A sex worker demonstrating in New Delhi. — File Photo

NEW DELHI, JAN. 7. Ramya, a brothel-owner (name changed) remembers the time she was dropped to her abode on G.B. Road in Delhi's red light district in the then Prime Minister's Atal Bihari Vajpayee's car. As a reminder of her only brush with mainstream society, she still has a picture of her handing over a cheque for the victims of the Gujarat earthquake to Mr. Vajpayee pasted on her wall.

She might be still waiting for any benefits from citizenship, but that does not stop her from wanting to do her "duty" for her country in every crisis. And after she has done her bit for Gujarat, she is now contributing whatever she can for the victims of the killer tsunami.

"We didn't give much for the Gujarat earthquake, but it was something we could do. We even got to speak to the Prime Minister. It was for two minutes because there were lots of people. It was our bit for our country. He treated us with respect, he even dropped us back in his car," she says smiling proudly.

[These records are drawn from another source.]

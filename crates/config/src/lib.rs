//! Configuration loading and validation for the relaygram binary.
//!
//! Config files: `relaygram.toml`, `relaygram.yaml`/`.yml` or
//! `relaygram.json`, searched in `./` then the user config dir.
//! `${ENV_VAR}` placeholders are expanded before parsing.

pub mod env_subst;
pub mod loader;
pub mod schema;
pub mod validate;

pub use {
    loader::{config_dir, find_config_file, load_config, load_or_discover},
    schema::{ActorConfig, RelaygramConfig},
    validate::{Diagnostic, Severity, ValidationResult, validate, validate_str},
};
//! Configuration validation.
//!
//! Checks a config file in stages: syntax, unknown keys, types, then
//! semantic rules on the parsed config. Later stages only run when the
//! earlier ones leave something to inspect.

use std::{
    collections::HashMap,
    path::{Path, PathBuf},
};

use {relaygram_bridge::UserId, secrecy::ExposeSecret, serde_json::Value};

use crate::{env_subst::substitute_env, loader, schema::RelaygramConfig};

/// Severity level for a diagnostic.
#[derive(Debug, Clone, Copy, PartialEq, Eq, PartialOrd, Ord)]
pub enum Severity {
    Error,
    Warning,
    Info,
}

impl std::fmt::Display for Severity {
    fn fmt(&self, f: &mut std::fmt::Formatter<'_>) -> std::fmt::Result {
        match self {
            Self::Error => write!(f, "error"),
            Self::Warning => write!(f, "warning"),
            Self::Info => write!(f, "info"),
        }
    }
}

/// A single validation diagnostic.
#[derive(Debug, Clone)]
pub struct Diagnostic {
    pub severity: Severity,
    /// "syntax", "unknown-field", "type-error", "actors", "telegram"
    pub category: &'static str,
    /// Dotted path, e.g. `actors[1].admin`.
    pub path: String,
    pub message: String,
}

impl Diagnostic {
    fn new(
        severity: Severity,
        category: &'static str,
        path: impl Into<String>,
        message: impl Into<String>,
    ) -> Self {
        Self {
            severity,
            category,
            path: path.into(),
            message: message.into(),
        }
    }
}

/// Result of validating a configuration file.
#[derive(Debug, Clone, Default)]
pub struct ValidationResult {
    pub diagnostics: Vec<Diagnostic>,
    pub config_path: Option<PathBuf>,
}

impl ValidationResult {
    /// Returns `true` if any diagnostic is an error.
    #[must_use]
    pub fn has_errors(&self) -> bool {
        self.diagnostics
            .iter()
            .any(|d| d.severity == Severity::Error)
    }

    /// Count diagnostics by severity.
    #[must_use]
    pub fn count(&self, severity: Severity) -> usize {
        self.diagnostics
            .iter()
            .filter(|d| d.severity == severity)
            .count()
    }
}

const TOP_LEVEL_KEYS: &[&str] = &["telegram", "actors"];
const TELEGRAM_KEYS: &[&str] = &[
    "api_url",
    "poll_limit",
    "poll_timeout_secs",
    "request_timeout_secs",
    "scratch_dir",
];
const ACTOR_KEYS: &[&str] = &["id", "token", "admin"];

/// Validate the config file at `path`, or the discovered one when `None`.
#[must_use]
pub fn validate(path: Option<&Path>) -> ValidationResult {
    let config_path = match path {
        Some(p) => Some(p.to_path_buf()),
        None => loader::find_config_file(),
    };

    let Some(actual_path) = config_path else {
        return ValidationResult {
            diagnostics: vec![Diagnostic::new(
                Severity::Info,
                "syntax",
                "",
                "no config file found; using defaults",
            )],
            config_path: None,
        };
    };

    let mut result = match std::fs::read_to_string(&actual_path) {
        Ok(raw) => validate_str(&substitute_env(&raw), &actual_path),
        Err(e) => ValidationResult {
            diagnostics: vec![Diagnostic::new(
                Severity::Error,
                "syntax",
                "",
                format!("failed to read config file: {e}"),
            )],
            config_path: None,
        },
    };
    result.config_path = Some(actual_path);
    result
}

/// Validate already-substituted config text. `path` only selects the format.
#[must_use]
pub fn validate_str(raw: &str, path: &Path) -> ValidationResult {
    let mut diagnostics = Vec::new();

    let value = match loader::parse_config_value(raw, path) {
        Ok(v) => v,
        Err(e) => {
            diagnostics.push(Diagnostic::new(
                Severity::Error,
                "syntax",
                "",
                format!("parse error: {e}"),
            ));
            return ValidationResult {
                diagnostics,
                config_path: None,
            };
        },
    };

    check_unknown_fields(&value, &mut diagnostics);

    match serde_json::from_value::<RelaygramConfig>(value) {
        Ok(config) => {
            check_telegram(&config, &mut diagnostics);
            check_actors(&config, &mut diagnostics);
        },
        Err(e) => diagnostics.push(Diagnostic::new(
            Severity::Error,
            "type-error",
            "",
            format!("type error: {e}"),
        )),
    }

    ValidationResult {
        diagnostics,
        config_path: None,
    }
}

fn check_unknown_fields(value: &Value, diagnostics: &mut Vec<Diagnostic>) {
    let Some(root) = value.as_object() else {
        return;
    };
    flag_unknown(root, TOP_LEVEL_KEYS, "", diagnostics);

    if let Some(telegram) = root.get("telegram").and_then(Value::as_object) {
        flag_unknown(telegram, TELEGRAM_KEYS, "telegram", diagnostics);
    }
    if let Some(actors) = root.get("actors").and_then(Value::as_array) {
        for (i, actor) in actors.iter().enumerate() {
            if let Some(actor) = actor.as_object() {
                flag_unknown(actor, ACTOR_KEYS, &format!("actors[{i}]"), diagnostics);
            }
        }
    }
}

fn flag_unknown(
    table: &serde_json::Map<String, Value>,
    known: &[&str],
    prefix: &str,
    diagnostics: &mut Vec<Diagnostic>,
) {
    for key in table.keys() {
        if known.contains(&key.as_str()) {
            continue;
        }
        let path = if prefix.is_empty() {
            key.clone()
        } else {
            format!("{prefix}.{key}")
        };
        let message = match suggest(key, known, 3) {
            Some(s) => format!("unknown field (did you mean \"{s}\"?)"),
            None => "unknown field".to_string(),
        };
        diagnostics.push(Diagnostic::new(
            Severity::Error,
            "unknown-field",
            path,
            message,
        ));
    }
}

fn check_telegram(config: &RelaygramConfig, diagnostics: &mut Vec<Diagnostic>) {
    let tg = &config.telegram;

    if !(1..=100).contains(&tg.poll_limit) {
        diagnostics.push(Diagnostic::new(
            Severity::Error,
            "telegram",
            "telegram.poll_limit",
            format!("poll_limit must be between 1 and 100, got {}", tg.poll_limit),
        ));
    }

    if tg.request_timeout_secs <= u64::from(tg.poll_timeout_secs) {
        diagnostics.push(Diagnostic::new(
            Severity::Error,
            "telegram",
            "telegram.request_timeout_secs",
            format!(
                "request_timeout_secs ({}) must exceed poll_timeout_secs ({})",
                tg.request_timeout_secs, tg.poll_timeout_secs
            ),
        ));
    }

    if let Some(dir) = tg.scratch_dir.as_deref().filter(|d| !d.is_dir()) {
        diagnostics.push(Diagnostic::new(
            Severity::Warning,
            "telegram",
            "telegram.scratch_dir",
            format!("{} is not an existing directory", dir.display()),
        ));
    }
}

fn check_actors(config: &RelaygramConfig, diagnostics: &mut Vec<Diagnostic>) {
    if config.actors.is_empty() {
        diagnostics.push(Diagnostic::new(
            Severity::Info,
            "actors",
            "actors",
            "no actors configured; sync-actors will leave the repository untouched",
        ));
        return;
    }

    let mut first_seen = HashMap::new();
    for (i, actor) in config.actors.iter().enumerate() {
        if let Some(first) = first_seen.insert(actor.id, i) {
            // Keep pointing later duplicates at the first occurrence.
            first_seen.insert(actor.id, first);
            diagnostics.push(Diagnostic::new(
                Severity::Error,
                "actors",
                format!("actors[{i}].id"),
                format!("duplicate actor id {} (first defined at actors[{first}])", actor.id),
            ));
        }

        let token = actor.token.expose_secret();
        if token.trim().is_empty() {
            diagnostics.push(Diagnostic::new(
                Severity::Error,
                "actors",
                format!("actors[{i}].token"),
                "token is empty",
            ));
        } else if token.contains("${") {
            diagnostics.push(Diagnostic::new(
                Severity::Warning,
                "actors",
                format!("actors[{i}].token"),
                "token contains an unresolved ${...} placeholder",
            ));
        }

        if let Err(e) = UserId::parse(actor.admin.as_str()) {
            diagnostics.push(Diagnostic::new(
                Severity::Error,
                "actors",
                format!("actors[{i}].admin"),
                e.to_string(),
            ));
        }
    }
}

fn levenshtein(a: &str, b: &str) -> usize {
    let b: Vec<char> = b.chars().collect();
    let mut prev: Vec<usize> = (0..=b.len()).collect();
    let mut curr = vec![0; b.len() + 1];

    for (i, ca) in a.chars().enumerate() {
        curr[0] = i + 1;
        for (j, cb) in b.iter().enumerate() {
            let cost = usize::from(ca != *cb);
            curr[j + 1] = (prev[j] + cost).min(prev[j + 1] + 1).min(curr[j] + 1);
        }
        std::mem::swap(&mut prev, &mut curr);
    }
    prev[b.len()]
}

/// Closest candidate within `max_distance` edits.
fn suggest<'a>(needle: &str, candidates: &[&'a str], max_distance: usize) -> Option<&'a str> {
    candidates
        .iter()
        .map(|&c| (c, levenshtein(needle, c)))
        .filter(|&(_, d)| d > 0 && d <= max_distance)
        .min_by_key(|&(_, d)| d)
        .map(|(c, _)| c)
}
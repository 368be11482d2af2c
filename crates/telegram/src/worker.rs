use std::{
    collections::HashMap,
    sync::{Arc, PoisonError, RwLock},
    time::{Duration, Instant},
};

use {
    relaygram_bridge::{
        ActorId, ActorRepository, BridgeApi, MediaStore, RemoteMessageId, RemoteRoom,
        RemoteRoomId, RemoteUser, RemoteUserId, RoomEvent,
    },
    tracing::info,
};

use crate::{
    config::TelegramConfig,
    error::Result,
    inbound::InboundContext,
    lookup::{self, HealthSnapshot},
    media::MediaPipeline,
    outbound::TelegramOutbound,
    poller::{self, EventStream},
    session::SessionManager,
};

/// Cache TTL for probe results.
const PROBE_CACHE_TTL: Duration = Duration::from_secs(30);

/// Entry point the bridging framework drives: outbound delivery, inbound
/// event streams and remote lookups, all sharing one session registry.
pub struct TelegramWorker {
    config: TelegramConfig,
    sessions: Arc<SessionManager>,
    api: Arc<dyn BridgeApi>,
    media: Arc<MediaPipeline>,
    outbound: TelegramOutbound,
    probe_cache: RwLock<HashMap<ActorId, (HealthSnapshot, Instant)>>,
}

impl TelegramWorker {
    pub fn new(
        config: TelegramConfig,
        repository: Arc<dyn ActorRepository>,
        api: Arc<dyn BridgeApi>,
        store: Arc<dyn MediaStore>,
    ) -> Self {
        let sessions = Arc::new(SessionManager::new(repository, config.clone()));
        let media = Arc::new(MediaPipeline::new(store, config.scratch_dir()));
        let outbound = TelegramOutbound {
            sessions: Arc::clone(&sessions),
            api: Arc::clone(&api),
            media: Arc::clone(&media),
        };
        Self {
            config,
            sessions,
            api,
            media,
            outbound,
            probe_cache: RwLock::new(HashMap::new()),
        }
    }

    #[must_use]
    pub fn sessions(&self) -> &Arc<SessionManager> {
        &self.sessions
    }

    /// Deliver one room event. See [`TelegramOutbound::handle_event`].
    pub async fn handle_event(
        &self,
        actor_id: ActorId,
        room_id: &RemoteRoomId,
        event: &RoomEvent,
    ) -> Result<Option<RemoteMessageId>> {
        self.outbound.handle_event(actor_id, room_id, event).await
    }

    /// Start the actor's inbound event stream with a fresh cursor.
    pub async fn poll_events(&self, actor_id: ActorId) -> Result<EventStream> {
        let session = self.sessions.get_session(actor_id).await?;
        let ctx = InboundContext {
            session,
            api: Arc::clone(&self.api),
            media: Arc::clone(&self.media),
        };
        poller::poll_events(Arc::clone(&self.sessions), ctx, &self.config)
    }

    /// Stop bridging for an actor. Its event stream ends; outbound calls
    /// already running finish on the session they hold.
    pub fn stop_actor(&self, actor_id: ActorId) -> bool {
        let stopped = self.sessions.close(actor_id);
        if stopped {
            info!(%actor_id, "actor stopped");
        }
        stopped
    }

    pub async fn get_user(&self, actor_id: ActorId, user_id: RemoteUserId) -> Result<RemoteUser> {
        let session = self.sessions.get_session(actor_id).await?;
        lookup::get_user(&session, user_id).await
    }

    pub async fn get_room(&self, actor_id: ActorId, room_id: &RemoteRoomId) -> Result<RemoteRoom> {
        let session = self.sessions.get_session(actor_id).await?;
        lookup::get_room(&session, room_id).await
    }

    pub async fn get_room_members(
        &self,
        actor_id: ActorId,
        room_id: &RemoteRoomId,
    ) -> Result<Vec<RemoteUser>> {
        let session = self.sessions.get_session(actor_id).await?;
        lookup::get_room_members(&session, room_id).await
    }

    /// Check that the actor's bot token works. Results are cached briefly.
    pub async fn probe(&self, actor_id: ActorId) -> HealthSnapshot {
        {
            let cache = self.probe_cache.read().unwrap_or_else(PoisonError::into_inner);
            if let Some((snapshot, at)) = cache.get(&actor_id)
                && at.elapsed() < PROBE_CACHE_TTL
            {
                return snapshot.clone();
            }
        }

        let snapshot = match self.sessions.get_session(actor_id).await {
            Ok(session) => lookup::probe(&session).await,
            Err(e) => HealthSnapshot {
                actor_id,
                connected: false,
                details: Some(e.to_string()),
            },
        };

        self.probe_cache
            .write()
            .unwrap_or_else(PoisonError::into_inner)
            .insert(actor_id, (snapshot.clone(), Instant::now()));
        snapshot
    }
}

Making small contributions of Rs. 10 and a little more, the sex workers on G.B. Road put together a heroic effort of Rs. 21,000 for the victims of the Gujarat earthquake. While it might have been a small amount compared with the contributions made by multinationals and many others, for the women on G.B. Road it was a big sacrifice. Barely eking out a living, the sex workers in Delhi's red light area have very little left after the "standard deductions" -- much more than what most other taxpayers have to pay up -- made by the brothel-owners as well as pimps. While charity is really not an option for someone who has practically nothing to spare, such generosity can't really be ignored. Especially when they continue to come to the aid of the country at every disaster including the recent tsunami tragedy. "It is very easy for the rich to give, but it means much more when people like this contribute. They have contributed not only in the Gujarat earthquake, but also during the Kargil war as well as the time when the earthquake struck in Latur," says the president of Bhartiya Patita Uddhar Sabha, Khairati Lal Bhola, who is coordinating their efforts.

And with only her two seconds of normal life to cling to, people like Ramya are trying to give people a shot at building theirs.